Jona und der unverschämt barmherzige Gott

Rezension von Andreas Münch
1. April 2021 — 8 Min Lesedauer

Wer kennt sie nicht, die biblische Geschichte vom Propheten Jona, der vor Gott floh, von einem Fisch verschluckt und anschließend wieder ausgespuckt wurde, und den Heiden Gottes Botschaft verkündigte. Im Gegensatz zu den anderen kleineren Prophetenbüchern der Bibel wird Jona relativ häufig gepredigt und man mag sich fragen, ob Tim Keller dem noch viel Neues hinzuzufügen hat. Die kurze Antwort ist: Ja, denn Keller gräbt wirklich tief im Buch Jona und arbeitet die Relevanz dieses kleinen Buches für Christen im 21. Jahrhundert heraus.

Dass Keller weiß, wovon er spricht, kann man der Tatsache entnehmen, dass er insgesamt 3-mal durch das Buch Jona gepredigt hat. In der Einleitung schreibt er:

„Ich habe diese, ‚unterschiedliche Anwendbarkeit‘ ganz persönlich entdeckt, als ich als Pastor drei Mal das Buch Jona Vers für Vers durchpredigte. Die erste Predigtreihe hielt ich in meiner ersten Gemeinde, in einer kleinen Arbeiterstadt im Süden der USA. Zehn Jahre später predigte ich erneut durch das ganze Buch, dieses Mal vor mehreren Hundert jungen, berufstätigen Singles in Manhatten. Und noch einmal zehn Jahre später predigte ich an den Sonntagen direkt nach den Terroranschlägen vom 11. September 2001 in New York City über das Buch Jona.“ (S. 7–8)

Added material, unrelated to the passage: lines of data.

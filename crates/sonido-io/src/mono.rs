//! Mono downmix/upmix for the real-time I/O adapter.
//!
//! The processing engines in this crate run mono internally. These functions
//! are the boundary conversion between a host's interleaved multi-channel
//! buffer and the engine's mono scratch buffer.

/// Downmixes an interleaved, multi-channel buffer into `mono`.
///
/// `channels >= 2`: `mono[i] = 0.5 * (frame[0] + frame[1])`.
/// `channels == 1`: passthrough.
/// `channels == 0`: silence.
pub fn downmix_to_mono(interleaved: &[f32], channels: usize, mono: &mut [f32]) {
    match channels {
        0 => mono.fill(0.0),
        1 => {
            let n = mono.len().min(interleaved.len());
            mono[..n].copy_from_slice(&interleaved[..n]);
        }
        _ => {
            for (frame, out) in interleaved.chunks_exact(channels).zip(mono.iter_mut()) {
                *out = 0.5 * (frame[0] + frame[1]);
            }
        }
    }
}

/// Upmixes a mono buffer into an interleaved, multi-channel buffer.
///
/// `channels >= 2`: duplicates `mono` to channels 0 and 1, zeros the rest.
/// `channels == 1`: passthrough.
/// `channels == 0`: no-op.
pub fn upmix_from_mono(mono: &[f32], channels: usize, interleaved: &mut [f32]) {
    match channels {
        0 => {}
        1 => {
            let n = mono.len().min(interleaved.len());
            interleaved[..n].copy_from_slice(&mono[..n]);
        }
        _ => {
            for (frame, &sample) in interleaved.chunks_exact_mut(channels).zip(mono.iter()) {
                frame[0] = sample;
                frame[1] = sample;
                for ch in &mut frame[2..] {
                    *ch = 0.0;
                }
            }
        }
    }
}
impl<'a> Parser<'a> {
    fn new(input: &'a str) -> Self {
        Self {
            input: input.as_bytes(),
            pos: 0,
        }
    }

    fn peek(&self) -> Option<char> {
        self.input.get(self.pos).map(|&b| b as char)
    }

    fn advance(&mut self) {
        self.pos += 1;
    }

    fn skip_ws(&mut self) {
        while self.pos < self.input.len() && self.input[self.pos].is_ascii_whitespace() {
            self.pos += 1;
        }
    }

    fn starts_with(&self, s: &str) -> bool {
        self.input[self.pos..].starts_with(s.as_bytes())
    }

    /// Entry: parse the entire input as a graph spec.
    fn parse_graph(&mut self) -> Result<GraphSpec, DslError> {
        let spec = self.parse_path()?;
        self.skip_ws();
        if let Some(ch) = self.peek() {
            return Err(DslError::UnexpectedChar { pos: self.pos, ch });
        }
        Ok(spec)
    }

    /// `path ::= segment ( '|' segment )*`
    fn parse_path(&mut self) -> Result<Vec<GraphNode>, DslError> {
        let mut nodes = vec![self.parse_segment()?];
        loop {
            self.skip_ws();
            if self.peek() == Some('|') {
                self.advance();
                nodes.push(self.parse_segment()?);
            } else {
                break;
            }
        }
        Ok(nodes)
    }

    /// `segment ::= '-' | split_expr | effect_spec`
    fn parse_segment(&mut self) -> Result<GraphNode, DslError> {
        self.skip_ws();

        if self.starts_with("split(") {
            return self.parse_split();
        }

        // Dry passthrough: '-' followed by a terminator
        if self.peek() == Some('-') {
            let after = self.pos + 1;
            let next = self.next_non_ws(after);
            if matches!(next, None | Some('|' | ';' | ')')) {
                self.advance();
                return Ok(GraphNode::Dry);
            }
        }

        self.parse_effect()
    }

    /// `split_expr ::= 'split(' path ( ';' path )+ ')'`
    fn parse_split(&mut self) -> Result<GraphNode, DslError> {
        let open_pos = self.pos;
        self.pos += 6; // consume "split("

        let mut paths = vec![self.parse_path()?];

        loop {
            self.skip_ws();
            if self.peek() == Some(';') {
                self.advance();
                self.skip_ws();
                // Reject empty paths like `split(a; ; b)`
                if matches!(self.peek(), Some(';' | ')')) {
                    return Err(DslError::EmptySplitPath { pos: self.pos });
                }
                paths.push(self.parse_path()?);
            } else {
                break;
            }
        }

        self.skip_ws();
        if self.peek() != Some(')') {
            return Err(DslError::UnclosedSplit { pos: open_pos });
        }
        self.advance(); // consume ')'

        if paths.len() < 2 {
            return Err(DslError::SplitTooFewPaths { count: paths.len() });
        }
        if paths.len() > MAX_SPLIT_TARGETS {
            return Err(DslError::SplitTooManyPaths {
                count: paths.len(),
                max: MAX_SPLIT_TARGETS,
            });
        }

        Ok(GraphNode::Split { paths })
    }

    /// `effect_spec ::= name ( ':' key '=' value ( ',' key '=' value )* )?`
    fn parse_effect(&mut self) -> Result<GraphNode, DslError> {
        self.skip_ws();
        let start = self.pos;

        // Name: everything up to ':', '|', ';', ')', or end
        while let Some(ch) = self.peek() {
            if matches!(ch, ':' | '|' | ';' | ')') {
                break;
            }
            self.advance();
        }

        let name = std::str::from_utf8(&self.input[start..self.pos])
            .expect("DSL input should be valid UTF-8")
            .trim()
            .to_string();

        if name.is_empty() {
            return Err(DslError::EmptySplitPath { pos: start });
        }

        let mut params = HashMap::new();
        if self.peek() == Some(':') {
            self.advance(); // consume ':'
            self.parse_params(&mut params)?;
        }

        Ok(GraphNode::Effect { name, params })
    }

    /// `param_list ::= key '=' value ( ',' key '=' value )*`
    fn parse_params(&mut self, params: &mut HashMap<String, String>) -> Result<(), DslError> {
        loop {
            self.skip_ws();
            let key_start = self.pos;

            // Key: up to '='
            while let Some(ch) = self.peek() {
                if ch == '=' {
                    break;
                }
                // Structural terminators mean the colon started a malformed param
                if matches!(ch, '|' | ';' | ')' | ',') {
                    return Err(DslError::ParamError {
                        pos: key_start,
                        message: format!(
                            "expected '=' in parameter near '{}'",
                            std::str::from_utf8(&self.input[key_start..self.pos]).unwrap_or("?")
                        ),
                    });
                }
                self.advance();
            }

            if self.peek() != Some('=') {
                return Err(DslError::ParamError {
                    pos: key_start,
                    message: "expected 'key=value'".to_string(),
                });
            }

            let key = std::str::from_utf8(&self.input[key_start..self.pos])
                .expect("UTF-8")
                .trim()
                .to_string();
            self.advance(); // consume '='

            // Value: up to ',', '|', ';', ')', or end
            let val_start = self.pos;
            while let Some(ch) = self.peek() {
                if matches!(ch, ',' | '|' | ';' | ')') {
                    break;
                }
                self.advance();
            }

            let value = std::str::from_utf8(&self.input[val_start..self.pos])
                .expect("UTF-8")
                .trim()
                .to_string();

            params.insert(key, value);

            if self.peek() == Some(',') {
                self.advance();
            } else {
                break;
            }
        }

        Ok(())
    }

    /// Returns the first non-whitespace character at or after `from`.
    fn next_non_ws(&self, from: usize) -> Option<char> {
        let mut p = from;
        while p < self.input.len() && self.input[p].is_ascii_whitespace() {
            p += 1;
        }
        self.input.get(p).map(|&b| b as char)
    }
}
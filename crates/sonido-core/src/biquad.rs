//! Biquad (bi-quadratic) filter structure.
//!
//! Provides a generic second-order IIR filter that can be configured
//! for various filter types (low-pass, high-pass, band-pass, notch).
//!
//! Coefficient calculation uses the RBJ Audio EQ Cookbook formulas.

use core::f32::consts::PI;
use libm::{cosf, sinf};

/// Generic biquad filter coefficients and state.
///
/// Implements the Transposed Direct Form II biquad structure:
/// ```text
/// y[n]  = b0*x[n] + z1[n-1]
/// z1[n] = b1*x[n] - a1*y[n] + z2[n-1]
/// z2[n] = b2*x[n] - a2*y[n]
/// ```
///
/// TDF-II keeps only two state words (`z1`, `z2`) and is the standard
/// low-noise structure for cascaded/modulated biquads.
///
/// This is a building block for creating specific filter types.
#[derive(Debug, Clone)]
pub struct Biquad {
    /// Feedforward coefficients
    b0: f32,
    b1: f32,
    b2: f32,

    /// Feedback coefficients
    a1: f32,
    a2: f32,

    /// Transposed Direct Form II state
    z1: f32,
    z2: f32,
}

impl Biquad {
    /// Creates a new biquad with passthrough coefficients.
    ///
    /// Initial state: `y[n] = x[n]` (no filtering)
    pub fn new() -> Self {
        Self {
            b0: 1.0,
            b1: 0.0,
            b2: 0.0,
            a1: 0.0,
            a2: 0.0,
            z1: 0.0,
            z2: 0.0,
        }
    }

    /// Sets the biquad coefficients.
    ///
    /// # Arguments
    ///
    /// * `b0, b1, b2` - Feedforward coefficients
    /// * `a0, a1, a2` - Feedback coefficients (a0 is typically 1.0)
    ///
    /// Note: This function normalizes by a0 internally.
    pub fn set_coefficients(&mut self, b0: f32, b1: f32, b2: f32, a0: f32, a1: f32, a2: f32) {
        // Normalize by a0
        let a0_inv = 1.0 / a0;
        self.b0 = b0 * a0_inv;
        self.b1 = b1 * a0_inv;
        self.b2 = b2 * a0_inv;
        self.a1 = a1 * a0_inv;
        self.a2 = a2 * a0_inv;
    }

    /// Processes a single sample through the biquad filter.
    ///
    /// Uses Transposed Direct Form II structure.
    #[inline]
    pub fn process(&mut self, input: f32) -> f32 {
        let output = self.b0 * input + self.z1;
        self.z1 = crate::math::flush_denormal(self.b1 * input - self.a1 * output + self.z2);
        self.z2 = crate::math::flush_denormal(self.b2 * input - self.a2 * output);
        output
    }

    /// Clears the filter state (delay lines).
    ///
    /// Useful for resetting the filter without changing coefficients.
    pub fn clear(&mut self) {
        self.z1 = 0.0;
        self.z2 = 0.0;
    }
}

impl Default for Biquad {
    fn default() -> Self {
        Self::new()
    }
}

/// Calculates low-pass filter coefficients using the RBJ cookbook formula.
///
/// # Arguments
///
/// * `frequency` - Cutoff frequency in Hz
/// * `q` - Q factor (typically 0.707 for Butterworth response)
/// * `sample_rate` - Sample rate in Hz
///
/// # Returns
///
/// (b0, b1, b2, a0, a1, a2) coefficients
pub fn lowpass_coefficients(frequency: f32, q: f32, sample_rate: f32) -> (f32, f32, f32, f32, f32, f32) {
    let omega = 2.0 * PI * frequency / sample_rate;
    let cos_omega = cosf(omega);
    let sin_omega = sinf(omega);
    let alpha = sin_omega / (2.0 * q);

    let b0 = (1.0 - cos_omega) / 2.0;
    let b1 = 1.0 - cos_omega;
    let b2 = (1.0 - cos_omega) / 2.0;
    let a0 = 1.0 + alpha;
    let a1 = -2.0 * cos_omega;
    let a2 = 1.0 - alpha;

    (b0, b1, b2, a0, a1, a2)
}

/// Calculates high-pass filter coefficients using the RBJ cookbook formula.
///
/// # Arguments
///
/// * `frequency` - Cutoff frequency in Hz
/// * `q` - Q factor (typically 0.707 for Butterworth response)
/// * `sample_rate` - Sample rate in Hz
///
/// # Returns
///
/// (b0, b1, b2, a0, a1, a2) coefficients
pub fn highpass_coefficients(frequency: f32, q: f32, sample_rate: f32) -> (f32, f32, f32, f32, f32, f32) {
    let omega = 2.0 * PI * frequency / sample_rate;
    let cos_omega = cosf(omega);
    let sin_omega = sinf(omega);
    let alpha = sin_omega / (2.0 * q);

    let b0 = (1.0 + cos_omega) / 2.0;
    let b1 = -(1.0 + cos_omega);
    let b2 = (1.0 + cos_omega) / 2.0;
    let a0 = 1.0 + alpha;
    let a1 = -2.0 * cos_omega;
    let a2 = 1.0 - alpha;

    (b0, b1, b2, a0, a1, a2)
}

/// Calculates band-pass filter coefficients using the RBJ cookbook formula.
///
/// This version has constant 0dB peak gain.
///
/// # Arguments
///
/// * `frequency` - Center frequency in Hz
/// * `q` - Q factor (bandwidth = frequency / Q)
/// * `sample_rate` - Sample rate in Hz
///
/// # Returns
///
/// (b0, b1, b2, a0, a1, a2) coefficients
pub fn bandpass_coefficients(frequency: f32, q: f32, sample_rate: f32) -> (f32, f32, f32, f32, f32, f32) {
    let omega = 2.0 * PI * frequency / sample_rate;
    let cos_omega = cosf(omega);
    let sin_omega = sinf(omega);
    let alpha = sin_omega / (2.0 * q);

    let b0 = alpha;
    let b1 = 0.0;
    let b2 = -alpha;
    let a0 = 1.0 + alpha;
    let a1 = -2.0 * cos_omega;
    let a2 = 1.0 - alpha;

    (b0, b1, b2, a0, a1, a2)
}

/// Calculates notch (band-reject) filter coefficients using the RBJ cookbook formula.
///
/// # Arguments
///
/// * `frequency` - Notch frequency in Hz
/// * `q` - Q factor (notch width = frequency / Q)
/// * `sample_rate` - Sample rate in Hz
///
/// # Returns
///
/// (b0, b1, b2, a0, a1, a2) coefficients
pub fn notch_coefficients(frequency: f32, q: f32, sample_rate: f32) -> (f32, f32, f32, f32, f32, f32) {
    let omega = 2.0 * PI * frequency / sample_rate;
    let cos_omega = cosf(omega);
    let sin_omega = sinf(omega);
    let alpha = sin_omega / (2.0 * q);

    let b0 = 1.0;
    let b1 = -2.0 * cos_omega;
    let b2 = 1.0;
    let a0 = 1.0 + alpha;
    let a1 = -2.0 * cos_omega;
    let a2 = 1.0 - alpha;

    (b0, b1, b2, a0, a1, a2)
}

/// Calculates peaking EQ filter coefficients using the RBJ cookbook formula.
///
/// A peaking EQ boosts or cuts around a center frequency with a specified bandwidth.
/// Used for parametric equalizers.
///
/// # Arguments
///
/// * `frequency` - Center frequency in Hz
/// * `q` - Q factor (bandwidth = frequency / Q)
/// * `gain_db` - Gain in decibels (positive = boost, negative = cut)
/// * `sample_rate` - Sample rate in Hz
///
/// # Returns
///
/// (b0, b1, b2, a0, a1, a2) coefficients
pub fn peaking_eq_coefficients(frequency: f32, q: f32, gain_db: f32, sample_rate: f32) -> (f32, f32, f32, f32, f32, f32) {
    use libm::powf;

    let a = powf(10.0, gain_db / 40.0); // sqrt(10^(dB/20))
    let omega = 2.0 * PI * frequency / sample_rate;
    let cos_omega = cosf(omega);
    let sin_omega = sinf(omega);
    let alpha = sin_omega / (2.0 * q);

    let b0 = 1.0 + alpha * a;
    let b1 = -2.0 * cos_omega;
    let b2 = 1.0 - alpha * a;
    let a0 = 1.0 + alpha / a;
    let a1 = -2.0 * cos_omega;
    let a2 = 1.0 - alpha / a;

    (b0, b1, b2, a0, a1, a2)
}

/// Calculates low-shelf filter coefficients using the RBJ cookbook formula.
///
/// Boosts or cuts everything below `frequency` by `gain_db`, flat above it.
/// Used for bass tone controls and 3-band EQ low bands.
///
/// # Returns
///
/// (b0, b1, b2, a0, a1, a2) coefficients
pub fn low_shelf_coefficients(
    frequency: f32,
    q: f32,
    gain_db: f32,
    sample_rate: f32,
) -> (f32, f32, f32, f32, f32, f32) {
    use libm::{powf, sqrtf};

    let a = powf(10.0, gain_db / 40.0);
    let omega = 2.0 * PI * frequency / sample_rate;
    let cos_omega = cosf(omega);
    let sin_omega = sinf(omega);
    let alpha = sin_omega / (2.0 * q);
    let two_sqrt_a_alpha = 2.0 * sqrtf(a) * alpha;

    let b0 = a * ((a + 1.0) - (a - 1.0) * cos_omega + two_sqrt_a_alpha);
    let b1 = 2.0 * a * ((a - 1.0) - (a + 1.0) * cos_omega);
    let b2 = a * ((a + 1.0) - (a - 1.0) * cos_omega - two_sqrt_a_alpha);
    let a0 = (a + 1.0) + (a - 1.0) * cos_omega + two_sqrt_a_alpha;
    let a1 = -2.0 * ((a - 1.0) + (a + 1.0) * cos_omega);
    let a2 = (a + 1.0) + (a - 1.0) * cos_omega - two_sqrt_a_alpha;

    (b0, b1, b2, a0, a1, a2)
}

/// Calculates high-shelf filter coefficients using the RBJ cookbook formula.
///
/// Boosts or cuts everything above `frequency` by `gain_db`, flat below it.
/// Used for treble tone controls and 3-band EQ high bands.
///
/// # Returns
///
/// (b0, b1, b2, a0, a1, a2) coefficients
pub fn high_shelf_coefficients(
    frequency: f32,
    q: f32,
    gain_db: f32,
    sample_rate: f32,
) -> (f32, f32, f32, f32, f32, f32) {
    use libm::{powf, sqrtf};

    let a = powf(10.0, gain_db / 40.0);
    let omega = 2.0 * PI * frequency / sample_rate;
    let cos_omega = cosf(omega);
    let sin_omega = sinf(omega);
    let alpha = sin_omega / (2.0 * q);
    let two_sqrt_a_alpha = 2.0 * sqrtf(a) * alpha;

    let b0 = a * ((a + 1.0) + (a - 1.0) * cos_omega + two_sqrt_a_alpha);
    let b1 = -2.0 * a * ((a - 1.0) + (a + 1.0) * cos_omega);
    let b2 = a * ((a + 1.0) + (a - 1.0) * cos_omega - two_sqrt_a_alpha);
    let a0 = (a + 1.0) - (a - 1.0) * cos_omega + two_sqrt_a_alpha;
    let a1 = 2.0 * ((a - 1.0) - (a + 1.0) * cos_omega);
    let a2 = (a + 1.0) - (a - 1.0) * cos_omega - two_sqrt_a_alpha;

    (b0, b1, b2, a0, a1, a2)
}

Die Hauptbotschaft des Buches Jona sieht Keller in der Frage des Schriftgelehrten formuliert, der zu Jesus kam und ihn fragte: Wer ist mein Nächster? Keller schreibt:

„Wir stehen hier vor einer der Hauptbotschaften des Buchs Jona: Gott ist es wichtig, wie wir uns als Gläubige gegenüber Menschen verhalten, die ganz anders sind als wir.“ (S. 28).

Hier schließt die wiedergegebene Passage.